II. Situation économique et financière

- Une situation économique pénalisée par les douze années de conflits internes.

année croissance inflation
2000 6,1 3,5
2001 5,6 2,4
2002 0,1 2,9
2003 3,9 4,8
2004 4,7 4
2005 3,1 4,5
2006 2,8 8
2007 2,5 6,4
2008 3,5 8

Des renseignements plus précis sur la situation économique du Népal sont fournis, en anglais uniquement, en fin d’article, en particulier trois documents de la Banque National Népalaise :

# Recent macroeconomic situation

# Economic repport 2006-07

# Monthly inflation data 2008.

Par ailleurs, vous pouvez avec intérêt consulter les sites de :
- la Banque asiatique de Développement,
- la Banque Mondiale,
- le Fonds Monétaire International
- ou encore la Banque Nationale du Népal.

Les perspectives budgétaires

Le Ministre des finances a présenté le 19 septembre, avec plus de deux mois de retard, le budget national pour l’année fiscale 2008/09 qui a commencé le 1er juillet. Ce budget suit de peu la formation du gouvernement le 23 août et son programme politique qui avait été rendu public le 10 septembre.
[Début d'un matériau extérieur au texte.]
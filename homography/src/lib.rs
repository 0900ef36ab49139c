//! Planar homography estimation.
//!
//! [`Dlt`] implements the normalized
//! [direct linear transform](https://en.wikipedia.org/wiki/Direct_linear_transformation)
//! from Hartley and Zisserman. It is an [`Estimator`] over [`FeatureMatch`]es, so
//! it can be handed to any [`sample_consensus`](pcb_core::sample_consensus)
//! consensus algorithm (ARRSAC, RANSAC, ...). The estimated [`Homography`]
//! maps the first point of every match onto the second and its
//! [`Model::residual`] is the reprojection error in pixels.

#![no_std]

use float_ord::FloatOrd;
#[allow(unused_imports)]
use num_traits::Float;
use pcb_core::{
    nalgebra::{Matrix3, Point2, SMatrix, SVector, Vector3},
    sample_consensus::{Estimator, Model},
    FeatureMatch, ImagePoint,
};

/// Smallest determinant magnitude a normalized homography may have.
pub const MIN_DETERMINANT: f64 = 1e-6;

/// Twice the smallest triangle area, in Hartley-normalized units, for a
/// minimal sample to count as non-collinear.
const MIN_SAMPLE_AREA: f64 = 1e-4;

/// A 3x3 projective transform between two image planes.
///
/// The matrix is kept normalized so that `h33 == 1` whenever that is possible.
#[derive(Debug, Clone, Copy, PartialEq)]
pub struct Homography(pub Matrix3<f64>);

impl Homography {
    pub fn identity() -> Self {
        Self(Matrix3::identity())
    }

    /// A pure translation by `(dx, dy)`.
    pub fn translation(dx: f64, dy: f64) -> Self {
        Self(Matrix3::new(1.0, 0.0, dx, 0.0, 1.0, dy, 0.0, 0.0, 1.0))
    }

    /// Normalizes `matrix` and returns it as a homography if it is not degenerate.
    ///
    /// Degenerate means non-finite entries or a determinant below [`MIN_DETERMINANT`]
    /// after normalization.
    pub fn from_matrix(matrix: Matrix3<f64>) -> Option<Self> {
        let scale = matrix[(2, 2)];
        let normalized = if scale.abs() > 1e-12 {
            matrix / scale
        } else {
            let norm = matrix.norm();
            if norm == 0.0 {
                return None;
            }
            matrix / norm
        };
        let homography = Self(normalized);
        if homography.is_degenerate() {
            None
        } else {
            Some(homography)
        }
    }

    pub fn matrix(&self) -> &Matrix3<f64> {
        &self.0
    }

    pub fn is_degenerate(&self) -> bool {
        !self.0.iter().all(|v| v.is_finite()) || self.0.determinant().abs() < MIN_DETERMINANT
    }

    /// Projects a point through the homography.
    ///
    /// Returns `None` for points that map to infinity.
    pub fn transform_point(&self, point: Point2<f64>) -> Option<Point2<f64>> {
        let p = self.0 * Vector3::new(point.x, point.y, 1.0);
        if p.z.abs() < 1e-12 {
            return None;
        }
        Some(Point2::new(p.x / p.z, p.y / p.z))
    }

    pub fn inverse(&self) -> Option<Self> {
        self.0.try_inverse().and_then(Self::from_matrix)
    }

    /// Euclidean distance between the projection of `from` and `to`.
    pub fn reprojection_error(&self, from: Point2<f64>, to: Point2<f64>) -> f64 {
        self.transform_point(from)
            .map(|p| (p - to).norm())
            .unwrap_or(f64::INFINITY)
    }
}

impl<P> Model<FeatureMatch<P>> for Homography
where
    P: ImagePoint,
{
    fn residual(&self, data: &FeatureMatch<P>) -> f64 {
        let FeatureMatch(from, to) = data;
        self.reprojection_error(from.image_point(), to.image_point())
    }
}

/// Similarity transform that moves the centroid of the points to the origin
/// and scales their mean distance from it to `sqrt(2)`.
fn normalizing_transform(points: impl Iterator<Item = Point2<f64>> + Clone) -> Option<Matrix3<f64>> {
    let (count, sum) = points
        .clone()
        .fold((0usize, Vector3::zeros()), |(count, sum), p| {
            (count + 1, sum + Vector3::new(p.x, p.y, 0.0))
        });
    if count == 0 {
        return None;
    }
    let n = count as f64;
    let (cx, cy) = (sum.x / n, sum.y / n);
    let mean_distance = points
        .map(|p| ((p.x - cx).powi(2) + (p.y - cy).powi(2)).sqrt())
        .sum::<f64>()
        / n;
    if mean_distance < 1e-12 {
        return None;
    }
    let s = core::f64::consts::SQRT_2 / mean_distance;
    Some(Matrix3::new(s, 0.0, -s * cx, 0.0, s, -s * cy, 0.0, 0.0, 1.0))
}

fn apply(transform: &Matrix3<f64>, p: Point2<f64>) -> Point2<f64> {
    Point2::new(
        transform[(0, 0)] * p.x + transform[(0, 2)],
        transform[(1, 1)] * p.y + transform[(1, 2)],
    )
}

/// Twice the signed area of the triangle `abc`.
fn doubled_area(a: Point2<f64>, b: Point2<f64>, c: Point2<f64>) -> f64 {
    (b.x - a.x) * (c.y - a.y) - (b.y - a.y) * (c.x - a.x)
}

/// Returns true if any three of the four points are (nearly) collinear.
fn has_collinear_triple(points: &[Point2<f64>; 4]) -> bool {
    const TRIPLES: [[usize; 3]; 4] = [[0, 1, 2], [0, 1, 3], [0, 2, 3], [1, 2, 3]];
    TRIPLES.iter().any(|&[a, b, c]| {
        doubled_area(points[a], points[b], points[c]).abs() < MIN_SAMPLE_AREA
    })
}

/// Normalized direct linear transform.
///
/// The homography is the eigenvector of `AᵀA` with the smallest eigenvalue,
/// where `A` stacks two rows per correspondence. `AᵀA` is accumulated directly
/// so no allocation is needed regardless of the number of matches.
#[derive(Copy, Clone, Debug)]
pub struct Dlt {
    pub epsilon: f64,
    pub iterations: usize,
}

impl Dlt {
    pub fn new() -> Self {
        Default::default()
    }

    /// Estimates a homography from four or more matches.
    ///
    /// Returns `None` if there are fewer than four matches, if a minimal sample
    /// has three collinear points, or if the result is degenerate.
    pub fn from_matches<I, P>(&self, data: I) -> Option<Homography>
    where
        I: Iterator<Item = FeatureMatch<P>> + Clone,
        P: ImagePoint,
    {
        let from_points = data.clone().map(|FeatureMatch(a, _)| a.image_point());
        let to_points = data.clone().map(|FeatureMatch(_, b)| b.image_point());
        let t_from = normalizing_transform(from_points.clone())?;
        let t_to = normalizing_transform(to_points.clone())?;

        let mut count = 0usize;
        let mut minimal = [Point2::origin(); 4];
        let mut minimal_to = [Point2::origin(); 4];
        let mut ata = SMatrix::<f64, 9, 9>::zeros();
        for (from, to) in from_points.zip(to_points) {
            let s = apply(&t_from, from);
            let d = apply(&t_to, to);
            if count < 4 {
                minimal[count] = s;
                minimal_to[count] = d;
            }
            count += 1;
            let r0 = SVector::<f64, 9>::from_column_slice(&[
                0.0,
                0.0,
                0.0,
                -s.x,
                -s.y,
                -1.0,
                d.y * s.x,
                d.y * s.y,
                d.y,
            ]);
            let r1 = SVector::<f64, 9>::from_column_slice(&[
                s.x,
                s.y,
                1.0,
                0.0,
                0.0,
                0.0,
                -d.x * s.x,
                -d.x * s.y,
                -d.x,
            ]);
            ata += r0 * r0.transpose() + r1 * r1.transpose();
        }
        if count < 4 {
            return None;
        }
        if count == 4 && (has_collinear_triple(&minimal) || has_collinear_triple(&minimal_to)) {
            return None;
        }

        let eigens = ata.try_symmetric_eigen(self.epsilon, self.iterations)?;
        let eigenvector = eigens
            .eigenvalues
            .iter()
            .enumerate()
            .min_by_key(|&(_, &n)| FloatOrd(n.abs()))
            .map(|(ix, _)| eigens.eigenvectors.column(ix).into_owned())?;
        // The eigenvector is the row-major flattening of the normalized homography.
        let normalized = Matrix3::from_row_slice(eigenvector.as_slice());
        let t_to_inverse = t_to.try_inverse()?;
        Homography::from_matrix(t_to_inverse * normalized * t_from)
    }
}

impl Default for Dlt {
    fn default() -> Self {
        Self {
            epsilon: 1e-12,
            iterations: 1000,
        }
    }
}

impl<P> Estimator<FeatureMatch<P>> for Dlt
where
    P: ImagePoint,
{
    type Model = Homography;
    type ModelIter = Option<Homography>;
    const MIN_SAMPLES: usize = 4;

    fn estimate<I>(&self, data: I) -> Self::ModelIter
    where
        I: Iterator<Item = FeatureMatch<P>> + Clone,
    {
        self.from_matches(data)
    }
}

#[cfg(test)]
mod tests {
    use super::*;
    use pcb_core::KeyPoint;

    fn square_matches(h: &Homography) -> [FeatureMatch<KeyPoint>; 4] {
        [(0.0, 0.0), (100.0, 0.0), (100.0, 80.0), (0.0, 80.0)].map(|(x, y)| {
            let from = Point2::new(x, y);
            let to = h.transform_point(from).unwrap();
            FeatureMatch(KeyPoint(from), KeyPoint(to))
        })
    }

    #[test]
    fn recovers_translation() {
        let truth = Homography::translation(7.0, -4.0);
        let estimated = Dlt::new()
            .from_matches(square_matches(&truth).iter().copied())
            .unwrap();
        assert!((estimated.0 - truth.0).norm() < 1e-9);
    }

    #[test]
    fn rejects_collinear_sample() {
        let matches = [(0.0, 0.0), (10.0, 10.0), (20.0, 20.0), (0.0, 50.0)].map(|(x, y)| {
            FeatureMatch(KeyPoint::new(x, y), KeyPoint::new(x + 1.0, y))
        });
        assert!(Dlt::new().from_matches(matches.iter().copied()).is_none());
    }

    #[test]
    fn rejects_too_few_matches() {
        let truth = Homography::identity();
        let matches = square_matches(&truth);
        assert!(Dlt::new().from_matches(matches[..3].iter().copied()).is_none());
    }

    #[test]
    fn degenerate_matrix_is_rejected() {
        let singular = Matrix3::new(1.0, 2.0, 3.0, 2.0, 4.0, 6.0, 0.0, 0.0, 1.0);
        assert!(Homography::from_matrix(singular).is_none());
        assert!(Homography::from_matrix(Matrix3::zeros()).is_none());
    }

    #[test]
    fn residual_is_pixel_distance() {
        let h = Homography::translation(3.0, 4.0);
        let m = FeatureMatch(KeyPoint::new(0.0, 0.0), KeyPoint::new(0.0, 0.0));
        assert!((h.residual(&m) - 5.0).abs() < 1e-12);
    }

    #[test]
    fn inverse_undoes_transform() {
        let h = Homography(Matrix3::new(1.1, 0.05, 12.0, -0.03, 0.95, -8.0, 1e-4, -2e-4, 1.0));
        let inverse = h.inverse().unwrap();
        let p = Point2::new(321.0, 123.0);
        let back = inverse.transform_point(h.transform_point(p).unwrap()).unwrap();
        assert!((back - p).norm() < 1e-9);
    }
}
A l’instar du programme de gouvernement, ce budget est ambitieux : à 2,25 MD d’euros, il est en progression de 39 pour cent par rapport à l’année n-1 et de 76 pour cent par rapport à l’année n-2. Les hypothèses budgétaires reposent sur une progression du PNB de 7 pour cent, une inflation de 7,5 pour cent et une progression de 31 pour cent des revenus internes. Malgré cela, le déficit se monte à 898 M d’euros, soit 40 pour cent du budget avant la prise en compte de l’aide internationale.

Ce déficit devrait être compensé ainsi :
- 449 M d’euros de dons étrangers (+107 pour cent)
- 178 M d’euros d’emprunts internationaux (+65 pour cent)
- 238 M d’euros d’emprunts nationaux (+22 pour cent)
- 33M d’euros de déficit monétaire (+190 pour cent)

Au chapitre des dépenses, les investissements (+64, soit 39 pour cent du budget) progressent plus rapidement que le fonctionnement (+40, qui compte pour 54 pour cent du budget) tandis que les remboursements se limitent à 7 pour cent.

Les principaux secteurs identifiables sont l’éducation (16,5 pour cent du budget), la santé (6,6), les routes (5,9), l’hydroélectricité (5,4), l’armée (5,1) et la police (4,7). Le Gouvernement a également fait d’importantes promesses dans le secteur social en augmentant les salaires des fonctionnaires, les diverses allocations sociales, les fonds de développement des villages et la vente de produits subventionnés : ces dépenses figurent parmi les 47 pour cent du budget classés dans la rubrique ’’divers’’.

Dans l’esprit du Gouvernement, ce budget traduit une économie de transition où le partenariat privé-public et la multiplication des coopératives devrait permettre un développement accéléré afin de parvenir à une meilleure justice sociale et à une plus grande sécurité alimentaire, en particulier au profit des plus pauvres et des victimes du conflit.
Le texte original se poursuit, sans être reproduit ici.